Two recent public meetings in Bloomington have addressed business owners’ concerns of crime and loitering along Kirkwood Avenue. Those concerns have also sparked a conversation about combatting homelessness in the city.
Susan Bright, co-owner of Nick’s English Hut, wrote an open letter to the city’s business owners, inviting them to gather and address what she has observed as an influx of crime over the past several years. She says she, her staff and her customers have observed more instances of aggressive panhandling, drug dealing and altercations such as mugging.
She has adopted the role of facilitator to keep the discussion going in order to inspire changes.
“I think it’s going to reduce the criminal activity; I think it’s going to reduce the homelessness,” Bright says. “We’re not going to cure this 100 percent, we just have to keep that in mind. And having these reductions are an incentive for us all to keep on this path.”
The week after Bright’s meeting, City Council member Steve Volan hosted a public meeting at Bloomington City Hall.

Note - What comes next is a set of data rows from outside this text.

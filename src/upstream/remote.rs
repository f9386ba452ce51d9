use super::client::{CompletionClient, CompletionRequest};
use super::parser::{parse_analysis, parse_prediction};
use super::prompt::{
    build_report_prompt, build_symptom_prompt, REPORT_SYSTEM_PROMPT, SYMPTOM_SYSTEM_PROMPT,
};
use super::UpstreamError;
use crate::engine::strategy::Predictor;
use crate::engine::types::{AnalysisResult, PredictionResult, ReportQuery, SymptomQuery};

const TEMPERATURE: f32 = 0.2;
const SYMPTOM_MAX_TOKENS: u32 = 1000;
const REPORT_MAX_TOKENS: u32 = 1500;

/// Hosted-model strategy: prompt, complete once, parse, validate.
pub struct RemoteModel<C: CompletionClient> {
    client: C,
    tag: String,
}

impl<C: CompletionClient> RemoteModel<C> {
    pub fn new(client: C, tag: &str) -> Self {
        Self {
            client,
            tag: tag.to_string(),
        }
    }
}

impl<C: CompletionClient> Predictor for RemoteModel<C> {
    fn tag(&self) -> &str {
        &self.tag
    }

    fn predict(&self, query: &SymptomQuery) -> Result<PredictionResult, UpstreamError> {
        let prompt = build_symptom_prompt(query);
        tracing::info!(model = self.client.model(), "Requesting remote symptom analysis");
        let text = self.client.complete(&CompletionRequest {
            system: SYMPTOM_SYSTEM_PROMPT,
            prompt: &prompt,
            temperature: TEMPERATURE,
            max_tokens: SYMPTOM_MAX_TOKENS,
        })?;
        parse_prediction(&text)
    }

    fn analyze(&self, query: &ReportQuery) -> Result<AnalysisResult, UpstreamError> {
        let prompt = build_report_prompt(query);
        tracing::info!(model = self.client.model(), "Requesting remote report analysis");
        let text = self.client.complete(&CompletionRequest {
            system: REPORT_SYSTEM_PROMPT,
            prompt: &prompt,
            temperature: TEMPERATURE,
            max_tokens: REPORT_MAX_TOKENS,
        })?;
        parse_analysis(&text)
    }
}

Some people thought Bright’s letter unfairly targeted the city’s homeless population.
Byron Bangert, a member of the Bloomington Human Rights Commission, attended Volan’s meeting.
“We as a human rights commission are particularly concerned that it not be precisely because somebody is homeless that they’re stereotyped and that their behavior is assumed therefore to be illegal or objectionable in some way,” Bangert says.
Bright says that was not her intention and she hoped to shed light on the overall crime problem.
Bloomington Police Chief Mike Diekhoff says different people commit different crimes at different times of the day, and homeless people do not engage in all the illegal activities.
Panhandling is legal in the state, with the exception of aggressive panhandling, panhandling after dark and restrictions on the proximity to outdoor dining areas.
Last year, the Bloomington Police Department introduced downtown resource officers to work with local social service agencies to address the issue of homelessness and offer support services.
“Homeless people are victims of crime and they don’t feel like they can report them,” Diekhoff says. “We see that a lot and we’ve tried to build more trusting relationships so that they feel more comfortable reporting crimes.”
Diekhoff says the police department is aware of recent concerns.
“We have daily foot patrols on Kirkwood and the downtown area,” Diekhoff says. “With the recent increase in complaints down there, we focused the efforts of that foot patrol just in the eastern part of the Kirkwood area.”
Bright says she has already noticed fewer crimes in the two weeks since the initial meeting.